Labour MP Chuka Umunna announces his resignation from the Labour Party at a press conference on February 18, 2019 in London, England.Leon Neal / Getty
The Monster Raving Loonies are a desperately unfunny satirical party, who stand on joke policies like “having hop, skip and jump years as well as leap years.” Their most notable triumph came in the Bootle by-election of May 1990, in which they beat into sixth place a Social Democratic Party (SDP) which had just a few years earlier outpolled both Labour and the Tories.
This humiliation has been legendarized as the death-knell for the SDP, founded in 1981 by big beasts like Roy Jenkins (Home Secretary in Harold Wilson’s reforming Labour government) and David Owen (1977–79 Foreign Secretary).
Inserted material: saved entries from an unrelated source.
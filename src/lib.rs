//! A WebAssembly abstract machine: decoding, validation, linking, instantiation and execution
//! of WebAssembly modules, with an interpreter that can lower hot function bodies to a
//! register-assigned dispatch form.

mod compile;
mod config;
mod data;
mod decode;
mod elem;
mod error;
mod exec;
mod extern_val;
mod func;
mod global;
mod hook;
mod index;
mod instance;
mod instr;
mod limits;
mod linker;
mod machine;
mod mem;
mod module;
mod ops;
mod print;
mod simd;
mod store;
mod table;
mod tag;
mod trap;
mod val;
mod validate;

pub mod wasi;

pub use self::{
    compile::{try_compile_instructions, CompiledInstructions, Dispatch, InstrRef, Reg},
    config::{Config, DispatchMode},
    data::{Data, DataInst, DataMode},
    decode::ParseError,
    elem::{ElemInst, ElemMode, Element},
    error::Error,
    extern_val::{ExportDesc, ExternType, ExternVal, ImportDesc},
    func::{Caller, FuncInst, FuncType, HostFunc, WasmFunc},
    global::{GlobalError, GlobalInst, GlobalType, Mut},
    hook::{HookAction, InstructionHook, Step},
    index::{
        DataIdx, ElemIdx, FuncIdx, GlobalIdx, LabelIdx, LocalIdx, MemIdx, TableIdx, TagIdx,
        TypeIdx,
    },
    instance::ModuleInstance,
    instr::{
        Args, BlockType, BrTableArgs, Catch, CatchKind, Expression, Instruction, MemArg, Opcode,
        StructuredArgs, TryTableArgs,
    },
    limits::Limits,
    linker::{ImportName, LinkError, Linker, ResolutionPolicy},
    machine::{AbstractMachine, InstantiationError, InstantiationErrorSource},
    mem::{MemInst, MemType, MAX_PAGES, PAGE_SIZE},
    module::{Code, CustomSection, Export, Global, Import, Module, ValidationStatus},
    print::CompiledListing,
    store::{
        DataAddr, ElemAddr, ExternAddr, FuncAddr, GlobalAddr, MemAddr, Store, TableAddr, TagAddr,
    },
    table::{TableError, TableInst, TableType},
    tag::{TagInst, TagType, EXCEPTION_ATTRIBUTE},
    trap::Trap,
    val::{Ref, RefType, Val, ValType, ValTypeKind},
    validate::ValidationError,
};
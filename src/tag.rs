use {
    crate::{
        decode::{Decode, Decoder, ParseError},
        func::FuncType,
        index::TypeIdx,
    },
    std::fmt,
};

/// The attribute of a tag used for exceptions. It is the only one defined.
pub const EXCEPTION_ATTRIBUTE: u8 = 0;

/// The type of a tag as declared by a module: an attribute and the index of the function type
/// whose parameters describe the exception payload.
#[derive(Clone, Copy, Debug, Eq, Hash, PartialEq)]
pub struct TagType {
    pub attribute: u8,
    pub type_idx: TypeIdx,
}

impl Decode for TagType {
    fn decode(decoder: &mut Decoder<'_>) -> Result<Self, ParseError> {
        let attribute = decoder.read_byte()?;
        if attribute != EXCEPTION_ATTRIBUTE {
            return Err(ParseError::InvalidTag);
        }
        Ok(Self {
            attribute,
            type_idx: decoder.decode()?,
        })
    }
}

impl fmt::Display for TagType {
    fn fmt(&self, f: &mut fmt::Formatter<'_>) -> fmt::Result {
        write!(f, "(type {})", self.type_idx)
    }
}

/// A tag instance in a [`Store`](crate::Store).
#[derive(Clone, Debug)]
pub struct TagInst {
    attribute: u8,
    type_: FuncType,
}

impl TagInst {
    pub(crate) fn new(attribute: u8, type_: FuncType) -> Self {
        Self { attribute, type_ }
    }

    pub fn attribute(&self) -> u8 {
        self.attribute
    }

    pub fn type_(&self) -> &FuncType {
        &self.type_
    }
}
use {
    crate::decode::{Decode, Decoder, ParseError},
    std::fmt,
};

/// The size range of a table or a memory.
#[derive(Clone, Copy, Debug, Eq, Hash, PartialEq)]
pub struct Limits {
    pub min: u32,
    pub max: Option<u32>,
}

impl Limits {
    /// Returns `true` if these [`Limits`] are well formed and within `limit`.
    pub fn is_valid(self, limit: u32) -> bool {
        if self.min > limit {
            return false;
        }
        match self.max {
            Some(max) => self.min <= max && max <= limit,
            None => true,
        }
    }

    /// Returns `true` if every size allowed by these [`Limits`] is allowed by `other`.
    ///
    /// This is the import matching rule: a provided table or memory can satisfy a requirement
    /// if it is at least as large and at most as growable.
    pub fn is_subset_of(self, other: Limits) -> bool {
        if self.min < other.min {
            return false;
        }
        match (self.max, other.max) {
            (_, None) => true,
            (Some(max), Some(other_max)) => max <= other_max,
            (None, Some(_)) => false,
        }
    }
}

impl Decode for Limits {
    fn decode(decoder: &mut Decoder<'_>) -> Result<Self, ParseError> {
        match decoder.read_byte()? {
            0x00 => Ok(Self {
                min: decoder.read_size()?,
                max: None,
            }),
            0x01 => Ok(Self {
                min: decoder.read_size()?,
                max: Some(decoder.read_size()?),
            }),
            _ => Err(ParseError::InvalidTag),
        }
    }
}

impl fmt::Display for Limits {
    fn fmt(&self, f: &mut fmt::Formatter<'_>) -> fmt::Result {
        match self.max {
            Some(max) => write!(f, "{} {}", self.min, max),
            None => write!(f, "{}", self.min),
        }
    }
}

#[cfg(test)]
mod tests {
    use super::*;

    #[test]
    fn subset_requires_larger_min_and_smaller_max() {
        let required = Limits {
            min: 1,
            max: Some(4),
        };
        assert!(Limits { min: 2, max: Some(3) }.is_subset_of(required));
        assert!(Limits { min: 1, max: Some(4) }.is_subset_of(required));
        assert!(!Limits { min: 0, max: Some(3) }.is_subset_of(required));
        assert!(!Limits { min: 2, max: None }.is_subset_of(required));
        assert!(Limits { min: 2, max: None }.is_subset_of(Limits { min: 1, max: None }));
    }
}
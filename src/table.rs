use {
    crate::{
        decode::{Decode, Decoder, ParseError},
        limits::Limits,
        trap::Trap,
        val::{Ref, RefType},
    },
    std::fmt,
    thiserror::Error,
};

/// Tables never grow beyond this many elements, whatever their declared maximum.
const MAX_SIZE: u32 = 10_000_000;

/// The type of a table.
#[derive(Clone, Copy, Debug, Eq, Hash, PartialEq)]
pub struct TableType {
    pub elem: RefType,
    pub limits: Limits,
}

impl TableType {
    pub fn new(elem: RefType, min: u32, max: Option<u32>) -> Self {
        Self {
            elem,
            limits: Limits { min, max },
        }
    }

    pub fn is_valid(self) -> bool {
        self.limits.is_valid(u32::MAX)
    }
}

impl Decode for TableType {
    fn decode(decoder: &mut Decoder<'_>) -> Result<Self, ParseError> {
        Ok(Self {
            elem: decoder.decode()?,
            limits: decoder.decode()?,
        })
    }
}

impl fmt::Display for TableType {
    fn fmt(&self, f: &mut fmt::Formatter<'_>) -> fmt::Result {
        write!(f, "{} {}", self.limits, self.elem)
    }
}

/// An error that can occur when operating on a [`TableInst`] from the host.
#[derive(Clone, Copy, Debug, Eq, Error, Hash, PartialEq)]
pub enum TableError {
    #[error("element type mismatch")]
    ElemTypeMismatch,
    #[error("table index out of bounds")]
    OutOfBounds,
}

/// A table instance in a [`Store`](crate::Store).
#[derive(Clone, Debug)]
pub struct TableInst {
    type_: TableType,
    elems: Vec<Ref>,
}

impl TableInst {
    pub(crate) fn new(type_: TableType, init: Ref) -> Result<Self, TableError> {
        if init.type_() != type_.elem {
            return Err(TableError::ElemTypeMismatch);
        }
        Ok(Self {
            type_,
            elems: vec![init; type_.limits.min as usize],
        })
    }

    /// Returns the current type of this table. Its minimum is the current size.
    pub fn type_(&self) -> TableType {
        TableType {
            elem: self.type_.elem,
            limits: Limits {
                min: self.size(),
                max: self.type_.limits.max,
            },
        }
    }

    pub fn size(&self) -> u32 {
        self.elems.len() as u32
    }

    pub fn get(&self, idx: u32) -> Option<Ref> {
        self.elems.get(idx as usize).copied()
    }

    /// Sets the element at `idx`.
    ///
    /// # Errors
    ///
    /// If `idx` is out of bounds, or `val` has the wrong type.
    pub fn set(&mut self, idx: u32, val: Ref) -> Result<(), TableError> {
        if val.type_() != self.type_.elem {
            return Err(TableError::ElemTypeMismatch);
        }
        let elem = self
            .elems
            .get_mut(idx as usize)
            .ok_or(TableError::OutOfBounds)?;
        *elem = val;
        Ok(())
    }

    /// Grows this table by `count` elements set to `init`.
    ///
    /// Returns the previous size, or `None` if the table cannot grow that much.
    pub fn grow(&mut self, count: u32, init: Ref) -> Option<u32> {
        let old_size = self.size();
        let new_size = old_size.checked_add(count)?;
        if new_size > self.type_.limits.max.unwrap_or(MAX_SIZE).min(MAX_SIZE) {
            return None;
        }
        self.elems.try_reserve(count as usize).ok()?;
        self.elems.resize(new_size as usize, init);
        Some(old_size)
    }

    pub(crate) fn fill(&mut self, dst: u32, val: Ref, count: u32) -> Result<(), Trap> {
        let range = bounds(dst, count, self.elems.len())?;
        self.elems[range].fill(val);
        Ok(())
    }

    pub(crate) fn copy_within(&mut self, dst: u32, src: u32, count: u32) -> Result<(), Trap> {
        let dst_range = bounds(dst, count, self.elems.len())?;
        let src_range = bounds(src, count, self.elems.len())?;
        self.elems.copy_within(src_range, dst_range.start);
        Ok(())
    }

    pub(crate) fn copy_from(&mut self, dst: u32, src_table: &TableInst, src: u32, count: u32) -> Result<(), Trap> {
        self.init(dst, &src_table.elems, src, count)
    }

    /// Copies `count` references from `src_elems` at `src` into this table at `dst`.
    pub(crate) fn init(&mut self, dst: u32, src_elems: &[Ref], src: u32, count: u32) -> Result<(), Trap> {
        let dst_range = bounds(dst, count, self.elems.len())?;
        let src_range = bounds(src, count, src_elems.len())?;
        self.elems[dst_range].copy_from_slice(&src_elems[src_range]);
        Ok(())
    }
}

fn bounds(start: u32, count: u32, len: usize) -> Result<std::ops::Range<usize>, Trap> {
    let end = u64::from(start) + u64::from(count);
    if end > len as u64 {
        return Err(Trap::TableOutOfBounds);
    }
    Ok(start as usize..end as usize)
}

#[cfg(test)]
mod tests {
    use super::*;

    #[test]
    fn grow_respects_maximum() {
        let mut table = TableInst::new(TableType::new(RefType::FuncRef, 1, Some(2)), Ref::Func(None)).unwrap();
        assert_eq!(table.grow(1, Ref::Func(None)), Some(1));
        assert_eq!(table.grow(1, Ref::Func(None)), None);
        assert_eq!(table.size(), 2);
    }

    #[test]
    fn out_of_bounds_fill_traps_without_writing() {
        let mut table = TableInst::new(TableType::new(RefType::ExternRef, 2, None), Ref::Extern(None)).unwrap();
        assert_eq!(
            table.fill(1, Ref::Extern(Some(crate::store::ExternAddr::new(7))), 2),
            Err(Trap::TableOutOfBounds)
        );
        assert_eq!(table.get(1), Some(Ref::Extern(None)));
        assert_eq!(table.fill(2, Ref::Extern(None), 0), Ok(()));
    }
}
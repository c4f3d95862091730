use thiserror::Error;

/// The reason execution stopped abnormally.
///
/// A trap aborts the whole invocation: every enclosing frame is unwound without running any
/// further instructions.
#[derive(Clone, Debug, Eq, Error, Hash, PartialEq)]
pub enum Trap {
    #[error("unreachable")]
    Unreachable,
    #[error("out of bounds memory access")]
    MemoryOutOfBounds,
    #[error("out of bounds table access")]
    TableOutOfBounds,
    #[error("undefined element")]
    UndefinedElement,
    #[error("uninitialized element")]
    UninitializedElement,
    #[error("indirect call type mismatch")]
    IndirectCallTypeMismatch,
    #[error("integer divide by zero")]
    IntegerDivideByZero,
    #[error("integer overflow")]
    IntegerOverflow,
    #[error("invalid conversion to integer")]
    InvalidConversionToInteger,
    #[error("call stack exhausted")]
    CallStackExhausted,
    #[error("exceeded maximum allowed number of instructions")]
    InstructionLimitExceeded,
    #[error("uncaught exception")]
    UncaughtException,
    /// An [`InstructionHook`](crate::InstructionHook) stopped execution.
    #[error("execution aborted")]
    Aborted,
    /// The arguments passed to an invocation do not match the function type.
    #[error("invalid arguments: {0}")]
    InvalidArguments(String),
    /// A trap raised by a host function.
    #[error("{0}")]
    Host(String),
}

impl Trap {
    /// Creates a trap raised by a host function.
    pub fn host(reason: impl Into<String>) -> Self {
        Self::Host(reason.into())
    }

    /// Returns the human readable reason for this trap.
    pub fn reason(&self) -> String {
        self.to_string()
    }
}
Briefly topping 50 percent in the polls, the SDP within a decade become a warning to whoever sought to break the two-party system.
Largely created by Labour splitters, the SDP is an obvious predecessor to The Independent Group formed this week — or the party they are due to found. Today an asset of Gemini A Ltd, this caucus of eight former Labour and three former Tory MPs are raising funds and organization to create a “third force” roughly along the lines of the Jenkins-Owen party.